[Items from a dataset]
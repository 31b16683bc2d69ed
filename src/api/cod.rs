//! Cash-on-delivery settings: a tiny admin table holding the COD surcharge.

use axum::{extract::{Path, State}, http::StatusCode, Json};
use rust_decimal::Decimal;
use serde::{Deserialize, Serialize};

use crate::error::ApiError;

use super::{AppState, MessageResponse};

#[derive(Debug, Serialize, sqlx::FromRow)]
pub(super) struct CodSettingRow {
    id: i64,
    cod_charge: Decimal,
}

#[derive(Debug, Deserialize)]
pub(super) struct CodSettingRequest {
    cod_charge: Option<Decimal>,
}

pub(super) async fn list(
    State(state): State<AppState>,
) -> Result<Json<Vec<CodSettingRow>>, ApiError> {
    let settings = sqlx::query_as("SELECT * FROM cod_settings ORDER BY id ASC")
        .fetch_all(&state.db)
        .await?;
    Ok(Json(settings))
}

pub(super) async fn get(
    State(state): State<AppState>,
    Path(id): Path<i64>,
) -> Result<Json<CodSettingRow>, ApiError> {
    sqlx::query_as("SELECT * FROM cod_settings WHERE id = $1")
        .bind(id)
        .fetch_optional(&state.db)
        .await?
        .map(Json)
        .ok_or_else(|| ApiError::not_found("Setting"))
}

pub(super) async fn create(
    State(state): State<AppState>,
    Json(body): Json<CodSettingRequest>,
) -> Result<(StatusCode, Json<MessageResponse<CodSettingRow>>), ApiError> {
    let Some(cod_charge) = body.cod_charge else {
        return Err(ApiError::Validation("cod_charge required".into()));
    };
    let setting: CodSettingRow =
        sqlx::query_as("INSERT INTO cod_settings (cod_charge) VALUES ($1) RETURNING *")
            .bind(cod_charge)
            .fetch_one(&state.db)
            .await?;
    Ok((
        StatusCode::CREATED,
        Json(MessageResponse { message: "Setting created", data: setting }),
    ))
}

pub(super) async fn update(
    State(state): State<AppState>,
    Path(id): Path<i64>,
    Json(body): Json<CodSettingRequest>,
) -> Result<Json<MessageResponse<CodSettingRow>>, ApiError> {
    let Some(cod_charge) = body.cod_charge else {
        return Err(ApiError::Validation("cod_charge required".into()));
    };
    let setting: Option<CodSettingRow> =
        sqlx::query_as("UPDATE cod_settings SET cod_charge = $1 WHERE id = $2 RETURNING *")
            .bind(cod_charge)
            .bind(id)
            .fetch_optional(&state.db)
            .await?;
    let setting = setting.ok_or_else(|| ApiError::not_found("Setting"))?;
    Ok(Json(MessageResponse { message: "Setting updated", data: setting }))
}

pub(super) async fn remove(
    State(state): State<AppState>,
    Path(id): Path<i64>,
) -> Result<Json<MessageResponse<CodSettingRow>>, ApiError> {
    let setting: Option<CodSettingRow> =
        sqlx::query_as("DELETE FROM cod_settings WHERE id = $1 RETURNING *")
            .bind(id)
            .fetch_optional(&state.db)
            .await?;
    let setting = setting.ok_or_else(|| ApiError::not_found("Setting"))?;
    Ok(Json(MessageResponse { message: "Setting deleted", data: setting }))
}
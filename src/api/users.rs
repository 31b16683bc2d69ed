//! User registration and login. Password hashes never leave the handler; the
//! row type returned to clients simply has no hash column selected.

use axum::{extract::{Path, State}, Json};
use chrono::{DateTime, Utc};
use serde::{Deserialize, Serialize};
use validator::Validate;

use crate::error::ApiError;

use super::AppState;

#[derive(Debug, Serialize, sqlx::FromRow)]
pub(super) struct UserRow {
    user_id: i64,
    full_name: String,
    email: String,
    phone_number: Option<String>,
    created_at: DateTime<Utc>,
}

#[derive(Debug, Serialize)]
pub(super) struct UserResponse {
    user: UserRow,
}

#[derive(Debug, Serialize)]
pub(super) struct UsersResponse {
    users: Vec<UserRow>,
}

const PUBLIC_COLUMNS: &str = "user_id, full_name, email, phone_number, created_at";

#[derive(Debug, Deserialize, Validate)]
pub(super) struct RegisterRequest {
    #[validate(length(min = 1))]
    full_name: String,
    #[validate(email)]
    email: String,
    phone_number: Option<String>,
    #[validate(length(min = 6))]
    password: String,
}

pub(super) async fn register(
    State(state): State<AppState>,
    Json(body): Json<RegisterRequest>,
) -> Result<Json<UserResponse>, ApiError> {
    body.validate()?;

    // Fast path; the UNIQUE constraint below is what actually guarantees it.
    let existing: Option<(i64,)> = sqlx::query_as("SELECT user_id FROM users WHERE email = $1")
        .bind(&body.email)
        .fetch_optional(&state.db)
        .await?;
    if existing.is_some() {
        return Err(ApiError::Validation("Email already registered".into()));
    }

    // bcrypt is deliberately slow; keep it off the async worker threads.
    let password = body.password;
    let password_hash =
        tokio::task::spawn_blocking(move || bcrypt::hash(password, bcrypt::DEFAULT_COST)).await??;

    let user: UserRow = sqlx::query_as(&format!(
        "INSERT INTO users (full_name, email, phone_number, password_hash)
         VALUES ($1, $2, $3, $4)
         RETURNING {PUBLIC_COLUMNS}"
    ))
    .bind(&body.full_name)
    .bind(&body.email)
    .bind(&body.phone_number)
    .bind(&password_hash)
    .fetch_one(&state.db)
    .await
    .map_err(map_registration_error)?;

    Ok(Json(UserResponse { user }))
}

/// A concurrent registration can slip past the fast-path email check and trip
/// the UNIQUE constraint instead; that is still a duplicate email, not a
/// server fault.
fn map_registration_error(e: sqlx::Error) -> ApiError {
    match &e {
        sqlx::Error::Database(db) if db.is_unique_violation() => {
            ApiError::Validation("Email already registered".into())
        }
        _ => e.into(),
    }
}

#[derive(Debug, Deserialize)]
pub(super) struct LoginRequest {
    email: String,
    password: String,
}

#[derive(Debug, sqlx::FromRow)]
struct CredentialRow {
    user_id: i64,
    full_name: String,
    email: String,
    phone_number: Option<String>,
    password_hash: String,
    created_at: DateTime<Utc>,
}

pub(super) async fn login(
    State(state): State<AppState>,
    Json(body): Json<LoginRequest>,
) -> Result<Json<UserResponse>, ApiError> {
    // Unknown email and wrong password produce the same response.
    let invalid = || ApiError::Validation("Invalid credentials".into());

    let row: Option<CredentialRow> = sqlx::query_as("SELECT * FROM users WHERE email = $1")
        .bind(&body.email)
        .fetch_optional(&state.db)
        .await?;
    let row = row.ok_or_else(invalid)?;

    let password = body.password;
    let hash = row.password_hash.clone();
    let valid = tokio::task::spawn_blocking(move || bcrypt::verify(password, &hash)).await??;
    if !valid {
        return Err(invalid());
    }

    Ok(Json(UserResponse {
        user: UserRow {
            user_id: row.user_id,
            full_name: row.full_name,
            email: row.email,
            phone_number: row.phone_number,
            created_at: row.created_at,
        },
    }))
}

pub(super) async fn list(State(state): State<AppState>) -> Result<Json<UsersResponse>, ApiError> {
    let users = sqlx::query_as(&format!("SELECT {PUBLIC_COLUMNS} FROM users ORDER BY user_id"))
        .fetch_all(&state.db)
        .await?;
    Ok(Json(UsersResponse { users }))
}

pub(super) async fn get(
    State(state): State<AppState>,
    Path(id): Path<i64>,
) -> Result<Json<UserResponse>, ApiError> {
    let user: Option<UserRow> =
        sqlx::query_as(&format!("SELECT {PUBLIC_COLUMNS} FROM users WHERE user_id = $1"))
            .bind(id)
            .fetch_optional(&state.db)
            .await?;
    let user = user.ok_or_else(|| ApiError::not_found("User"))?;
    Ok(Json(UserResponse { user }))
}

#[cfg(test)]
mod tests {
    use super::*;
    use sqlx::error::{DatabaseError, ErrorKind};
    use std::fmt;

    #[derive(Debug)]
    struct StubDbError(ErrorKind);

    impl fmt::Display for StubDbError {
        fn fmt(&self, f: &mut fmt::Formatter<'_>) -> fmt::Result {
            write!(f, "duplicate key value violates unique constraint \"users_email_key\"")
        }
    }

    impl std::error::Error for StubDbError {}

    impl DatabaseError for StubDbError {
        fn message(&self) -> &str {
            "duplicate key value violates unique constraint \"users_email_key\""
        }

        fn kind(&self) -> ErrorKind {
            match self.0 {
                ErrorKind::UniqueViolation => ErrorKind::UniqueViolation,
                _ => ErrorKind::Other,
            }
        }

        fn as_error(&self) -> &(dyn std::error::Error + Send + Sync + 'static) {
            self
        }

        fn as_error_mut(&mut self) -> &mut (dyn std::error::Error + Send + Sync + 'static) {
            self
        }

        fn into_error(self: Box<Self>) -> Box<dyn std::error::Error + Send + Sync + 'static> {
            self
        }
    }

    #[test]
    fn unique_violation_on_insert_is_a_duplicate_email() {
        let err = sqlx::Error::Database(Box::new(StubDbError(ErrorKind::UniqueViolation)));
        let mapped = map_registration_error(err);
        assert!(
            matches!(&mapped, ApiError::Validation(msg) if msg == "Email already registered")
        );
    }

    #[test]
    fn other_database_errors_pass_through() {
        let err = sqlx::Error::Database(Box::new(StubDbError(ErrorKind::Other)));
        assert!(matches!(map_registration_error(err), ApiError::Database(_)));
    }
}
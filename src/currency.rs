//! Currency table and zero-value lookup.
//!
//! Currencies are compile-time constants. Asking for a code that is not in
//! the table is a programming error and panics rather than returning an
//! error the caller could mistake for bad user input.

use crate::amount::Amount;
use std::fmt;

/// A supported currency: its ISO code and the number of fractional digits
/// its amounts carry.
#[derive(Debug, Clone, Copy, PartialEq, Eq, Hash)]
pub struct Currency {
    code: &'static str,
    precision: u32,
}

/// Every currency the crate knows about. Adding a currency is adding a row.
const CURRENCIES: [Currency; 3] = [
    Currency::new("USD", 2),
    Currency::new("JPY", 0),
    Currency::new("EUR", 2),
];

impl Currency {
    const fn new(code: &'static str, precision: u32) -> Self {
        Currency { code, precision }
    }

    /// Finds a currency by its code, or `None` if it is not in the table.
    pub fn from_code(code: &str) -> Option<Currency> {
        CURRENCIES.iter().copied().find(|c| c.code == code)
    }

    /// The currency code, e.g. `"USD"`.
    pub fn code(&self) -> &'static str {
        self.code
    }

    /// Number of fractional digits (2 for USD and EUR, 0 for JPY).
    pub fn precision(&self) -> u32 {
        self.precision
    }

    /// Scaled units per whole unit of the currency (100 for cents).
    pub(crate) fn units_per_whole(&self) -> f64 {
        10_i64.pow(self.precision) as f64
    }

    /// Zero in this currency.
    pub fn zero(self) -> Amount {
        Amount::from_parts(0, self)
    }
}

impl fmt::Display for Currency {
    fn fmt(&self, f: &mut fmt::Formatter<'_>) -> fmt::Result {
        f.write_str(self.code)
    }
}

/// Returns zero in the currency named by `code`.
///
/// # Panics
///
/// Panics if `code` is not a supported currency. Only USD, JPY and EUR are
/// supported.
pub fn lookup(code: &str) -> Amount {
    match Currency::from_code(code) {
        Some(currency) => currency.zero(),
        None => panic!("Unknown currency {}", code),
    }
}

#[cfg(test)]
mod tests {
    use super::*;

    #[test]
    fn test_lookup_returns_zero() {
        let usd = lookup("USD");
        assert_eq!(usd.to_int(), 0);
        assert_eq!(usd.currency(), "USD");
        assert_eq!(usd.to_string(), "0.00");

        let jpy = lookup("JPY");
        assert_eq!(jpy.to_string(), "0");
    }

    #[test]
    fn test_precisions() {
        assert_eq!(Currency::from_code("USD").unwrap().precision(), 2);
        assert_eq!(Currency::from_code("JPY").unwrap().precision(), 0);
        assert_eq!(Currency::from_code("EUR").unwrap().precision(), 2);
    }

    #[test]
    fn test_from_code_is_case_sensitive() {
        assert!(Currency::from_code("usd").is_none());
        assert!(Currency::from_code("").is_none());
    }

    #[test]
    #[should_panic(expected = "Unknown currency ABC")]
    fn test_unknown_currency_panics() {
        lookup("ABC");
    }
}
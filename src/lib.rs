//! # Loan Amortization
//!
//! Fixed-point money and loan amortization schedules.
//!
//! ## Design Principles
//!
//! - **Fixed-point arithmetic**: amounts are scaled integers at their currency's precision
//! - **Round once**: floats are rounded half up when converted, sums stay on integers
//! - **Exact payoff**: every schedule ends with a balance of exactly zero
//! - **Strict invariants**: `payment == principal + interest` for every term
//!
//! ## Example
//!
//! ```
//! use loan_amortization::{lookup, Loan, LoanSpec};
//!
//! let usd = lookup("USD");
//! let spec = LoanSpec::new(0.04 / 12.0)
//!     .with_amount(usd.from_float(238000.0))
//!     .with_length(360);
//! let loan = Loan::new(&spec, true).unwrap();
//!
//! assert_eq!(loan.payment().to_string(), "1136.25");
//! assert_eq!(loan.terms().last().unwrap().balance().to_int(), 0);
//! ```

pub mod amount;
pub mod currency;
pub mod error;
pub mod loan;
pub mod schedule;
pub mod solver;

pub use amount::Amount;
pub use currency::{lookup, Currency};
pub use error::{LoanError, Result};
pub use loan::{Field, Loan, LoanSpec};
pub use schedule::Term;
pub use solver::solve_for_payment;
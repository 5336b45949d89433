//! Loan specifications and solved loans.
//!
//! A [`LoanSpec`] leaves exactly one of amount, length or payment unknown.
//! [`Loan::new`] validates it, solves for the unknown and optionally builds
//! the amortization schedule.

use crate::amount::Amount;
use crate::error::{LoanError, Result};
use crate::schedule::{self, Term};
use crate::solver::solve_for_payment;
use log::{debug, warn};
use serde::Serialize;
use std::fmt;

/// The fields of a [`LoanSpec`] that may be left unknown.
#[derive(Debug, Clone, Copy, PartialEq, Eq, Hash, Serialize)]
#[serde(rename_all = "lowercase")]
pub enum Field {
    Amount,
    Length,
    Payment,
}

impl fmt::Display for Field {
    fn fmt(&self, f: &mut fmt::Formatter<'_>) -> fmt::Result {
        let name = match self {
            Field::Amount => "amount",
            Field::Length => "length",
            Field::Payment => "payment",
        };
        f.write_str(name)
    }
}

/// A loan request. `None` marks the field to solve for.
///
/// The rate is always required and is the fraction charged per period, so a
/// 4% annual rate paid monthly is `0.04 / 12.0`.
#[derive(Debug, Clone, Copy, PartialEq, Default, Serialize)]
pub struct LoanSpec {
    /// Principal borrowed.
    pub amount: Option<Amount>,

    /// Interest rate per period. May be zero or negative.
    pub rate: f64,

    /// Number of periods.
    pub length: Option<i32>,

    /// Fixed payment per period.
    pub payment: Option<Amount>,
}

impl LoanSpec {
    /// Creates a spec at `rate` per period with every other field unknown.
    pub fn new(rate: f64) -> Self {
        LoanSpec {
            rate,
            ..LoanSpec::default()
        }
    }

    pub fn with_amount(mut self, amount: Amount) -> Self {
        self.amount = Some(amount);
        self
    }

    pub fn with_length(mut self, length: i32) -> Self {
        self.length = Some(length);
        self
    }

    pub fn with_payment(mut self, payment: Amount) -> Self {
        self.payment = Some(payment);
        self
    }

    /// Checks the spec and returns the field left unknown.
    ///
    /// Fields are checked in the order amount, length, payment. The first
    /// problem found is reported, so a non-positive amount wins over a second
    /// missing field that appears after it.
    pub fn validate(&self) -> Result<Field> {
        let mut unknown = None;

        match self.amount {
            Some(amount) if !amount.is_positive() => {
                return Err(LoanError::NeedsPositiveAmount {
                    field: Field::Amount,
                })
            }
            Some(_) => {}
            None => unknown = Some(Field::Amount),
        }

        match self.length {
            Some(length) if length <= 0 => return Err(LoanError::NeedsPositiveLength),
            Some(_) => {}
            None if unknown.is_some() => return Err(LoanError::NeedsExactlyOneUnknown),
            None => unknown = Some(Field::Length),
        }

        match self.payment {
            Some(payment) if !payment.is_positive() => {
                return Err(LoanError::NeedsPositiveAmount {
                    field: Field::Payment,
                })
            }
            Some(_) => {}
            None if unknown.is_some() => return Err(LoanError::NeedsExactlyOneUnknown),
            None => unknown = Some(Field::Payment),
        }

        let unknown = unknown.ok_or(LoanError::NeedsExactlyOneUnknown)?;
        if !self.rate.is_finite() {
            return Err(LoanError::NeedsFiniteRate);
        }
        Ok(unknown)
    }
}

/// A solved loan with every field known.
#[derive(Debug, Clone, PartialEq, Serialize)]
pub struct Loan {
    amount: Amount,
    rate: f64,
    length: u32,
    payment: Amount,
    terms: Vec<Term>,
}

impl Loan {
    /// Solves `spec` and, if `compute_terms` is set, builds its schedule.
    ///
    /// Only specs whose unknown is the payment can be solved. Specs leaving
    /// the amount or length unknown are valid but return
    /// [`LoanError::NotSupported`].
    pub fn new(spec: &LoanSpec, compute_terms: bool) -> Result<Loan> {
        let unknown = spec.validate().map_err(|e| {
            debug!("Rejected loan spec {:?}: {}", spec, e);
            e
        })?;

        let (amount, length) = match (unknown, spec.amount, spec.length) {
            (Field::Payment, Some(amount), Some(length)) => (amount, length),
            _ => {
                warn!("Cannot solve loan for its {}", unknown);
                return Err(LoanError::NotSupported { unknown });
            }
        };
        let length = u32::try_from(length).map_err(|_| LoanError::NeedsPositiveLength)?;

        let mut loan = Loan {
            amount,
            rate: spec.rate,
            length,
            payment: solve_for_payment(amount, spec.rate, length),
            terms: Vec::new(),
        };
        if compute_terms {
            loan.compute_terms();
        }
        Ok(loan)
    }

    /// Builds the amortization schedule, replacing any already computed.
    pub fn compute_terms(&mut self) {
        self.terms = schedule::generate(self.amount, self.rate, self.payment);
    }

    pub fn amount(&self) -> Amount {
        self.amount
    }

    pub fn rate(&self) -> f64 {
        self.rate
    }

    pub fn length(&self) -> u32 {
        self.length
    }

    pub fn payment(&self) -> Amount {
        self.payment
    }

    /// The schedule, empty unless terms were computed. It may be shorter or
    /// longer than `length` when rounding moves the payoff.
    pub fn terms(&self) -> &[Term] {
        &self.terms
    }

    /// Interest charged over the computed schedule.
    pub fn total_interest(&self) -> Amount {
        self.amount
            .from_int(0)
            .sum_with(self.terms.iter().map(Term::interest))
    }

    /// Sum of all payments over the computed schedule.
    pub fn total_paid(&self) -> Amount {
        self.amount
            .from_int(0)
            .sum_with(self.terms.iter().map(Term::payment))
    }
}
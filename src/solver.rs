//! Periodic payment solver.

use crate::amount::Amount;
use log::debug;

/// Computes the fixed periodic payment that amortizes `amount` over `length`
/// periods at `rate` per period.
///
/// Uses the annuity formula `P * r * (1 + 1 / ((1 + r)^n - 1))`, or plain
/// division when the rate is zero, rounded once to the currency's precision.
///
/// The result always exceeds one period's interest on the full principal and
/// is never below one smallest unit, so every term of the schedule strictly
/// reduces the balance. Negative and tiny rates depend on this: the formula
/// alone can yield a zero or negative payment for them.
pub fn solve_for_payment(amount: Amount, rate: f64, length: u32) -> Amount {
    let principal = amount.to_float();
    let payment = if rate == 0.0 {
        amount.from_float(principal / f64::from(length))
    } else {
        let growth = (1.0 + rate).powf(f64::from(length));
        amount.from_float(principal * rate * (1.0 + 1.0 / (growth - 1.0)))
    };

    let mut scaled = payment.to_int();
    if scaled <= 0 {
        debug!(
            "Payment {} for {} at rate {} is not positive, raising to one unit",
            payment, amount, rate
        );
        scaled = 1;
    }
    let interest_only = amount.from_float(principal * rate).to_int();
    if scaled <= interest_only {
        debug!(
            "Payment {} does not cover interest {} on {}, raising past it",
            amount.from_int(scaled),
            amount.from_int(interest_only),
            amount
        );
        scaled = interest_only + 1;
    }
    amount.from_int(scaled)
}

#[cfg(test)]
mod tests {
    use super::*;
    use crate::currency::lookup;

    fn usd(x: f64) -> Amount {
        lookup("USD").from_float(x)
    }

    #[test]
    fn test_zero_rate_divides() {
        assert_eq!(solve_for_payment(usd(1000.0), 0.0, 3).to_string(), "333.33");
        assert_eq!(solve_for_payment(usd(1200.0), 0.0, 12).to_string(), "100.00");
    }

    #[test]
    fn test_zero_rate_small_amount_still_pays() {
        let payment = solve_for_payment(usd(0.01), 0.0, 3);
        assert_eq!(payment.to_int(), 1);
    }

    #[test]
    fn test_standard_payment() {
        assert_eq!(solve_for_payment(usd(238000.0), 0.04 / 12.0, 360).to_string(), "1136.25");
        assert_eq!(solve_for_payment(usd(1200.0), 0.01, 12).to_string(), "106.62");
    }

    #[test]
    fn test_payment_raised_above_interest_only() {
        // The formula rounds to exactly the interest charge here.
        assert_eq!(solve_for_payment(usd(238000.0), 0.05, 360).to_string(), "11900.01");
    }

    #[test]
    fn test_negative_rate_payment_is_one_unit() {
        assert_eq!(solve_for_payment(usd(238000.0), -0.05, 360).to_string(), "0.01");
    }

    #[test]
    fn test_single_period_pays_everything() {
        let payment = solve_for_payment(usd(500.0), 0.1, 1);
        assert_eq!(payment.to_string(), "550.00");
    }

    #[test]
    fn test_keeps_currency() {
        let jpy = lookup("JPY").from_float(100000.0);
        let payment = solve_for_payment(jpy, 0.0, 3);
        assert_eq!(payment.currency(), "JPY");
        assert_eq!(payment.to_string(), "33333");
    }
}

Exercise description.
Your answer should consist of the lines above that hold the word "LoginRequest", copied exactly.

Response below.
pub(super) struct LoginRequest {
    Json(body): Json<LoginRequest>,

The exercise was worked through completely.